Artificial intelligence (AI) is a scientific field that includes machine learning, but knows other areas as well. An artificial intelligence must not only learn, it must also be able to store, classify and retrieve knowledge efficiently.
In practice, AI systems that are (supposed to be) found in robots or autonomous vehicles, for example, are hybrid systems that are equipped with fixed rules in addition to learning procedures. These are to be regarded as the instincts of the system: Living beings also learn not only via neurons, but have innate instincts that cannot be broken – or only with great difficulty.
Can machine learning and deep learning be understood by ordinary people?
Classic machine learning methods are not particularly difficult to learn. The only really necessary step is to be able to get involved with mathematics or statistics to some extent. But here too – and now I’m breaking the myth – you don’t have to be a maths genius to understand at least the best-known methods, and by understanding here I mean understanding how they work in the background.
Learning Deep Learning is actually somewhat easier, at least if you can do without the detailed theory. Deep Learning does involve very complex algorithms that can be explained using complicated formulas. But getting started can be done through practice, which is about improving the performance of the network beyond just trying to add or delete layers.
This knowledge is sufficient to understand the principles, strengths and limitations of AI. A data scientist or machine learning engineer, however, may well need to delve much deeper. An algorithm may be quick and easy to train – but increasing its predictive accuracy from 94.3 to 95.6 percent can turn into real science and require a lot of persistence.

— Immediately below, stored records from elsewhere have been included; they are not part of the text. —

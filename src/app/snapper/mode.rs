//! Fangmodus: unabhängige Flags plus genau eine Richtungs-Einschränkung.

use serde::{Deserialize, Serialize};

/// Richtungs-Einschränkung relativ zum relativen Nullpunkt.
#[derive(Debug, Clone, Copy, PartialEq, Eq, Default, Serialize, Deserialize)]
pub enum Restriction {
    #[default]
    Nothing,
    Horizontal,
    Vertical,
    Orthogonal,
}

impl Restriction {
    /// Kodierung in den zwei obersten Bits des Fangmodus.
    fn code(self) -> u32 {
        match self {
            Restriction::Nothing => 0,
            Restriction::Horizontal => 1,
            Restriction::Vertical => 2,
            Restriction::Orthogonal => 3,
        }
    }

    fn from_code(code: u32) -> Self {
        match code & 0b11 {
            1 => Restriction::Horizontal,
            2 => Restriction::Vertical,
            3 => Restriction::Orthogonal,
            _ => Restriction::Nothing,
        }
    }

    pub fn from_name(name: &str) -> Option<Self> {
        match name.to_ascii_lowercase().as_str() {
            "none" | "nothing" => Some(Restriction::Nothing),
            "h" | "horizontal" => Some(Restriction::Horizontal),
            "v" | "vertical" => Some(Restriction::Vertical),
            "ortho" | "orthogonal" => Some(Restriction::Orthogonal),
            _ => None,
        }
    }
}

/// Einzeln schaltbare Fangstrategie.
#[derive(Debug, Clone, Copy, PartialEq, Eq)]
pub enum SnapFlag {
    Free,
    Grid,
    Endpoint,
    Middle,
    Distance,
    Center,
    OnEntity,
    Intersection,
}

impl SnapFlag {
    /// Bitposition im persistierten Fangmodus.
    fn bit(self) -> u32 {
        match self {
            SnapFlag::Intersection => 0,
            SnapFlag::OnEntity => 1,
            SnapFlag::Center => 2,
            SnapFlag::Distance => 3,
            SnapFlag::Middle => 4,
            SnapFlag::Endpoint => 5,
            SnapFlag::Grid => 6,
            SnapFlag::Free => 7,
        }
    }

    pub fn from_name(name: &str) -> Option<Self> {
        match name.to_ascii_lowercase().as_str() {
            "free" => Some(SnapFlag::Free),
            "grid" => Some(SnapFlag::Grid),
            "endpoint" | "end" => Some(SnapFlag::Endpoint),
            "middle" | "mid" => Some(SnapFlag::Middle),
            "distance" | "dist" => Some(SnapFlag::Distance),
            "center" => Some(SnapFlag::Center),
            "onentity" | "on_entity" | "on" => Some(SnapFlag::OnEntity),
            "intersection" | "int" => Some(SnapFlag::Intersection),
            _ => None,
        }
    }
}

const RESTRICTION_SHIFT: u32 = 8;

/// Aktivierte Fangstrategien und Einschränkung.
#[derive(Debug, Clone, Copy, PartialEq, Eq, Default)]
pub struct SnapMode {
    pub free: bool,
    pub grid: bool,
    pub endpoint: bool,
    pub middle: bool,
    pub distance: bool,
    pub center: bool,
    pub on_entity: bool,
    pub intersection: bool,
    pub restriction: Restriction,
}

impl SnapMode {
    pub fn is_set(&self, flag: SnapFlag) -> bool {
        match flag {
            SnapFlag::Free => self.free,
            SnapFlag::Grid => self.grid,
            SnapFlag::Endpoint => self.endpoint,
            SnapFlag::Middle => self.middle,
            SnapFlag::Distance => self.distance,
            SnapFlag::Center => self.center,
            SnapFlag::OnEntity => self.on_entity,
            SnapFlag::Intersection => self.intersection,
        }
    }

    pub fn set(&mut self, flag: SnapFlag, on: bool) {
        let slot = match flag {
            SnapFlag::Free => &mut self.free,
            SnapFlag::Grid => &mut self.grid,
            SnapFlag::Endpoint => &mut self.endpoint,
            SnapFlag::Middle => &mut self.middle,
            SnapFlag::Distance => &mut self.distance,
            SnapFlag::Center => &mut self.center,
            SnapFlag::OnEntity => &mut self.on_entity,
            SnapFlag::Intersection => &mut self.intersection,
        };
        *slot = on;
    }

    /// Schaltet alle Strategien ab und hebt die Einschränkung auf.
    pub fn clear(&mut self) {
        *self = Self::default();
    }

    /// Bitfeld (MSB→LSB): Einschränkung (2 Bit), frei, Raster, Endpunkt,
    /// Mitte, Abstand, Zentrum, auf Entität, Schnittpunkt.
    pub fn to_bits(&self) -> u32 {
        const FLAGS: [SnapFlag; 8] = [
            SnapFlag::Free,
            SnapFlag::Grid,
            SnapFlag::Endpoint,
            SnapFlag::Middle,
            SnapFlag::Distance,
            SnapFlag::Center,
            SnapFlag::OnEntity,
            SnapFlag::Intersection,
        ];
        FLAGS
            .iter()
            .filter(|f| self.is_set(**f))
            .fold(self.restriction.code() << RESTRICTION_SHIFT, |bits, f| bits | (1 << f.bit()))
    }

    pub fn from_bits(bits: u32) -> Self {
        let flag = |f: SnapFlag| bits & (1 << f.bit()) != 0;
        Self {
            free: flag(SnapFlag::Free),
            grid: flag(SnapFlag::Grid),
            endpoint: flag(SnapFlag::Endpoint),
            middle: flag(SnapFlag::Middle),
            distance: flag(SnapFlag::Distance),
            center: flag(SnapFlag::Center),
            on_entity: flag(SnapFlag::OnEntity),
            intersection: flag(SnapFlag::Intersection),
            restriction: Restriction::from_code(bits >> RESTRICTION_SHIFT),
        }
    }
}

Theory, programming and practice
To get started, the classic machine learning methods are best learned in theory – not all, but most methods can be well understood on paper. No programming skills are needed. It is important to understand the differentiation between supervised and unsupervised methods and between parameterised and non-parameterised models. Naive Bayes and decision trees are suitable as an introduction to machine learning in combination with statistics. As an introduction to machine learning based on algebra, the k-nearest neighbour algorithm and k-means are particularly suitable.
If the general understanding is not enough and if you have some programming knowledge, you should learn the programming language Python and look at programming examples with the free ML library Scikit-Learn. There are good tutorials on the internet as well as good books in English and also in German. Especially at the programming level, there are also good online courses.
There are also online courses, tutorials and books for beginners in Deep Learning. Here, however, it is recommended to treat the theory of artificial neural networks only superficially and to get started right away in a practical way. There is no getting around the Python programming language and the TensorFlow and Keras libraries. TensorFlow is an (open source) library for Deep Learning published by Google, which is extended by the Keras library included. In Keras, artificial neural networks can be created and executed with just a few lines of code.
This makes the creation of multi-layer artificial neural networks easy and can be tested by anyone. Only larger challenges are limited by the – for normal consumers certainly limited – hardware.
There is one more limitation: persistence and a tendency to autodidactic learning are certainly general prerequisites for anyone who cannot familiarise himself with the subject over a month-long full-time course, but has to do it on the side. Please don’t give up – others have also managed it, tested it in practice and then written an article like this one.